At the moment bzr just stores the full text of every file state ever.
(Files unmodified from one revision are stored only once.)

This is simple to write, and adequate for even reasonably large trees
with many versions.  Disk is very cheap.  

Eventually we might like something more compressed, but this is
neither an interesting nor urgent problem.  (Not "interesting" in the
sense that doing it is just a matter of coding; there is no
theoretical problem or risk.)  

There are various possibilities:

* Store history of each file in RCS, relying on RCS to do line-by-line
  delta compression.  (Does not handle binaries very well.)

  OpenCMS paper has a horror story about using RCS for file storage.

* Store full copies of each file in a container with gzip compression,
  which should fairly efficiently eliminate unchanged areas.  This
  works on binaries, and gives compression of file text as a side
  benefit.

  (Note that ``.zip`` will *not* do for this, because every file is
  compressed independently.)
  
  The OpenCMS paper notes that RCS storage is only 20% more efficient
  than gzip'd storage of individual file versions.

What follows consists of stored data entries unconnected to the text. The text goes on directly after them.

//! Attribute values.
//!
//! [`Attribute`] is a closed union over the (vendor, type) pairs the measurer
//! understands. Anything else decodes to [`Attribute::Unknown`] with its raw
//! value preserved, so logging and error echoing never lose information.

mod ietf;
mod pts;

use bytes::{Buf, BufMut, Bytes, BytesMut};

pub use self::{
    ietf::{ErrorDetail, PaTncError},
    pts::{FileMeasEntry, FileMeasurements, ReqFileMeas},
};
use crate::{
    attr_types::{IetfAttrType, PtsAttrType, VendorId},
    errors::{CodecError, Result},
    flags::{AttributeFlags, MeasAlgorithms, ProtoCaps},
    header::AttributeHeader,
};

/// A decoded PA-TNC attribute.
#[derive(Debug, Clone, PartialEq, Eq)]
pub enum Attribute {
    /// IETF PA-TNC Error.
    PaTncError(PaTncError),

    /// TCG Request PTS Protocol Capabilities (verifier's flags).
    ReqProtoCaps(ProtoCaps),

    /// TCG PTS Protocol Capabilities (measurer's reply).
    ProtoCaps(ProtoCaps),

    /// TCG PTS Measurement Algorithm Request (verifier's offer).
    MeasAlgo(MeasAlgorithms),

    /// TCG PTS Measurement Algorithm Selection (measurer's choice).
    MeasAlgoSelection(MeasAlgorithms),

    /// TCG Get TPM Version Information.
    GetTpmVersionInfo,

    /// TCG TPM Version Information.
    TpmVersionInfo(Bytes),

    /// TCG Get Attestation Identity Key.
    GetAik,

    /// TCG Request Functional Component Evidence (value kept opaque).
    ReqFunctCompEvid(Bytes),

    /// TCG Generate Attestation Evidence (value kept opaque).
    GenAttestEvid(Bytes),

    /// TCG Request File Measurement.
    ReqFileMeas(ReqFileMeas),

    /// TCG File Measurement.
    FileMeas(FileMeasurements),

    /// TCG Request File Metadata (value kept opaque).
    ReqFileMeta(Bytes),

    /// TCG Request Integrity Measurement Log (value kept opaque).
    ReqIntegMeasLog(Bytes),

    /// Any other (vendor, type) pair.
    Unknown {
        /// Header flags as received.
        flags: AttributeFlags,
        /// Attribute vendor.
        vendor_id: VendorId,
        /// Vendor-scoped type.
        attr_type: u32,
        /// Raw value.
        value: Bytes,
    },
}

/// Size of the reserved value carried by the Get TPM Version Info and Get AIK
/// requests.
const RESERVED_REQUEST_SIZE: usize = 4;
const PROTO_CAPS_SIZE: usize = 4;
const MEAS_ALGO_SIZE: usize = 4;

impl Attribute {
    /// Attribute vendor.
    pub fn vendor_id(&self) -> VendorId {
        match self {
            Self::PaTncError(_) => VendorId::IETF,
            Self::Unknown { vendor_id, .. } => *vendor_id,
            _ => VendorId::TCG,
        }
    }

    /// Vendor-scoped attribute type.
    pub fn attr_type(&self) -> u32 {
        match self {
            Self::PaTncError(_) => IetfAttrType::PaTncError.to_u32(),
            Self::Unknown { attr_type, .. } => *attr_type,
            known => known.pts_type().map_or(0, PtsAttrType::to_u32),
        }
    }

    /// Header flags used when encoding.
    ///
    /// Every attribute this crate constructs is non-skippable; unknown
    /// attributes keep the flags they arrived with.
    pub fn flags(&self) -> AttributeFlags {
        match self {
            Self::Unknown { flags, .. } => *flags,
            _ => AttributeFlags::NOSKIP,
        }
    }

    /// Human-readable type name for logs.
    pub fn name(&self) -> &'static str {
        match self {
            Self::PaTncError(_) => IetfAttrType::PaTncError.name(),
            Self::Unknown { vendor_id, attr_type, .. } => type_name(*vendor_id, *attr_type),
            known => known.pts_type().map_or("unknown", PtsAttrType::name),
        }
    }

    fn pts_type(&self) -> Option<PtsAttrType> {
        let ty = match self {
            Self::ReqProtoCaps(_) => PtsAttrType::ReqProtoCaps,
            Self::ProtoCaps(_) => PtsAttrType::ProtoCaps,
            Self::MeasAlgo(_) => PtsAttrType::MeasAlgo,
            Self::MeasAlgoSelection(_) => PtsAttrType::MeasAlgoSelection,
            Self::GetTpmVersionInfo => PtsAttrType::GetTpmVersionInfo,
            Self::TpmVersionInfo(_) => PtsAttrType::TpmVersionInfo,
            Self::GetAik => PtsAttrType::GetAik,
            Self::ReqFunctCompEvid(_) => PtsAttrType::ReqFunctCompEvid,
            Self::GenAttestEvid(_) => PtsAttrType::GenAttestEvid,
            Self::ReqFileMeas(_) => PtsAttrType::ReqFileMeas,
            Self::FileMeas(_) => PtsAttrType::FileMeas,
            Self::ReqFileMeta(_) => PtsAttrType::ReqFileMeta,
            Self::ReqIntegMeasLog(_) => PtsAttrType::ReqIntegMeasLog,
            Self::PaTncError(_) | Self::Unknown { .. } => return None,
        };
        Some(ty)
    }

    /// Decode an attribute value.
    ///
    /// `offset` is the position of `value` within the message, used for error
    /// reporting.
    pub fn decode(header: &AttributeHeader, value: Bytes, offset: usize) -> Result<Self> {
        let vendor_id = header.vendor_id();
        let attr_type = header.attr_type();
        let mut reader = ValueReader::new(value.clone(), offset);

        let attribute = match vendor_id {
            VendorId::IETF if attr_type == IetfAttrType::PaTncError.to_u32() => {
                Self::PaTncError(PaTncError::decode(&mut reader)?)
            },
            VendorId::TCG => match PtsAttrType::from_u32(attr_type) {
                Some(PtsAttrType::ReqProtoCaps) => {
                    reader.expect_size("Request PTS Protocol Capabilities", PROTO_CAPS_SIZE)?;
                    Self::ReqProtoCaps(ProtoCaps::from_bits_truncate(reader.u32()?))
                },
                Some(PtsAttrType::ProtoCaps) => {
                    reader.expect_size("PTS Protocol Capabilities", PROTO_CAPS_SIZE)?;
                    Self::ProtoCaps(ProtoCaps::from_bits_truncate(reader.u32()?))
                },
                Some(PtsAttrType::MeasAlgo) => {
                    reader.expect_size("PTS Measurement Algorithm Request", MEAS_ALGO_SIZE)?;
                    reader.skip(2)?;
                    Self::MeasAlgo(MeasAlgorithms::from_bits_truncate(reader.u16()?))
                },
                Some(PtsAttrType::MeasAlgoSelection) => {
                    reader.expect_size("PTS Measurement Algorithm Selection", MEAS_ALGO_SIZE)?;
                    reader.skip(2)?;
                    Self::MeasAlgoSelection(MeasAlgorithms::from_bits_truncate(reader.u16()?))
                },
                Some(PtsAttrType::GetTpmVersionInfo) => {
                    reader.expect_size("Get TPM Version Information", RESERVED_REQUEST_SIZE)?;
                    Self::GetTpmVersionInfo
                },
                Some(PtsAttrType::GetAik) => {
                    reader.expect_size("Get Attestation Identity Key", RESERVED_REQUEST_SIZE)?;
                    Self::GetAik
                },
                Some(PtsAttrType::TpmVersionInfo) => Self::TpmVersionInfo(value),
                Some(PtsAttrType::ReqFunctCompEvid) => Self::ReqFunctCompEvid(value),
                Some(PtsAttrType::GenAttestEvid) => Self::GenAttestEvid(value),
                Some(PtsAttrType::ReqFileMeta) => Self::ReqFileMeta(value),
                Some(PtsAttrType::ReqIntegMeasLog) => Self::ReqIntegMeasLog(value),
                Some(PtsAttrType::ReqFileMeas) => Self::ReqFileMeas(ReqFileMeas::decode(&mut reader)?),
                Some(PtsAttrType::FileMeas) => {
                    Self::FileMeas(FileMeasurements::decode(&mut reader)?)
                },
                _ => Self::unknown(header, value),
            },
            _ => Self::unknown(header, value),
        };
        Ok(attribute)
    }

    fn unknown(header: &AttributeHeader, value: Bytes) -> Self {
        Self::Unknown {
            flags: header.flags(),
            vendor_id: header.vendor_id(),
            attr_type: header.attr_type(),
            value,
        }
    }

    /// Append header and value to `buf`.
    pub fn encode(&self, buf: &mut BytesMut) -> Result<()> {
        let mut value = BytesMut::new();
        self.encode_value(&mut value)?;

        let value_len = u32::try_from(value.len()).map_err(|_| CodecError::FieldTooLarge {
            field: "attribute value",
            size: value.len(),
            max: (u32::MAX as usize) - AttributeHeader::SIZE,
        })?;
        let header = AttributeHeader::new(self.flags(), self.vendor_id(), self.attr_type(), value_len);
        buf.put_slice(zerocopy::IntoBytes::as_bytes(&header));
        buf.put_slice(&value);
        Ok(())
    }

    fn encode_value(&self, buf: &mut BytesMut) -> Result<()> {
        match self {
            Self::PaTncError(error) => error.encode(buf),
            Self::ReqProtoCaps(caps) | Self::ProtoCaps(caps) => buf.put_u32(caps.bits()),
            Self::MeasAlgo(algorithms) | Self::MeasAlgoSelection(algorithms) => {
                buf.put_u16(0);
                buf.put_u16(algorithms.bits());
            },
            Self::GetTpmVersionInfo | Self::GetAik => buf.put_u32(0),
            Self::TpmVersionInfo(value)
            | Self::ReqFunctCompEvid(value)
            | Self::GenAttestEvid(value)
            | Self::ReqFileMeta(value)
            | Self::ReqIntegMeasLog(value)
            | Self::Unknown { value, .. } => buf.put_slice(value),
            Self::ReqFileMeas(request) => request.encode(buf),
            Self::FileMeas(measurements) => measurements.encode(buf)?,
        }
        Ok(())
    }
}

/// Registry name for a raw (vendor, type) pair.
pub fn type_name(vendor_id: VendorId, attr_type: u32) -> &'static str {
    match vendor_id {
        VendorId::IETF => IetfAttrType::from_u32(attr_type).map_or("unknown", IetfAttrType::name),
        VendorId::TCG => PtsAttrType::from_u32(attr_type).map_or("unknown", PtsAttrType::name),
        _ => "unknown",
    }
}

/// Bounds-checked big-endian reader over one attribute value.
pub(crate) struct ValueReader {
    buf: Bytes,
    start: usize,
    len: usize,
}

impl ValueReader {
    pub(crate) fn new(buf: Bytes, start: usize) -> Self {
        let len = buf.len();
        Self { buf, start, len }
    }

    /// Message offset of the next unread byte.
    pub(crate) fn offset(&self) -> usize {
        self.start + (self.len - self.buf.remaining())
    }

    pub(crate) fn remaining(&self) -> usize {
        self.buf.remaining()
    }

    fn ensure(&self, needed: usize) -> Result<()> {
        if self.buf.remaining() < needed {
            return Err(CodecError::Truncated {
                offset: self.offset(),
                needed,
                available: self.buf.remaining(),
            });
        }
        Ok(())
    }

    pub(crate) fn expect_size(&self, name: &'static str, size: usize) -> Result<()> {
        if self.len != size {
            return Err(CodecError::InvalidValueSize { offset: self.start, name, size: self.len });
        }
        Ok(())
    }

    pub(crate) fn skip(&mut self, n: usize) -> Result<()> {
        self.ensure(n)?;
        self.buf.advance(n);
        Ok(())
    }

    pub(crate) fn u8(&mut self) -> Result<u8> {
        self.ensure(1)?;
        Ok(self.buf.get_u8())
    }

    pub(crate) fn u16(&mut self) -> Result<u16> {
        self.ensure(2)?;
        Ok(self.buf.get_u16())
    }

    pub(crate) fn u32(&mut self) -> Result<u32> {
        self.ensure(4)?;
        Ok(self.buf.get_u32())
    }

    pub(crate) fn u64(&mut self) -> Result<u64> {
        self.ensure(8)?;
        Ok(self.buf.get_u64())
    }

    pub(crate) fn array<const N: usize>(&mut self) -> Result<[u8; N]> {
        self.ensure(N)?;
        let mut out = [0u8; N];
        self.buf.copy_to_slice(&mut out);
        Ok(out)
    }

    pub(crate) fn take(&mut self, n: usize) -> Result<Bytes> {
        self.ensure(n)?;
        Ok(self.buf.split_to(n))
    }

    pub(crate) fn string(&mut self, n: usize) -> Result<String> {
        let offset = self.offset();
        let raw = self.take(n)?;
        String::from_utf8(raw.to_vec()).map_err(|_| CodecError::InvalidString { offset })
    }
}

* Store history of each file in SCCS; allows quick retrieval of any
  previous state and may give more efficient storage than RCS.  Allows
  for divergent branches within a single file.

* Store xdeltas between consecutive file states.

* Store xdeltas according to a spanning delta algorithm; this probably
  requires files are stored with some kind of sequence number so that
  we can predict related version names.

* Store in something like XDFS.

* Any of the above, but with the final storage in some kind of
  database: psql, sqlite, mysql, whatever is convenient.   

  It should be something that is safe across system crashes, which
  rules out tdb at the moment.

----

These properties are seen as desirable in darcs and arch:

* Passive HTTP downloads: without requiring any server-side
  intelligence, a client can get updates from one version to the next
  by requesting a set of self-contained files.  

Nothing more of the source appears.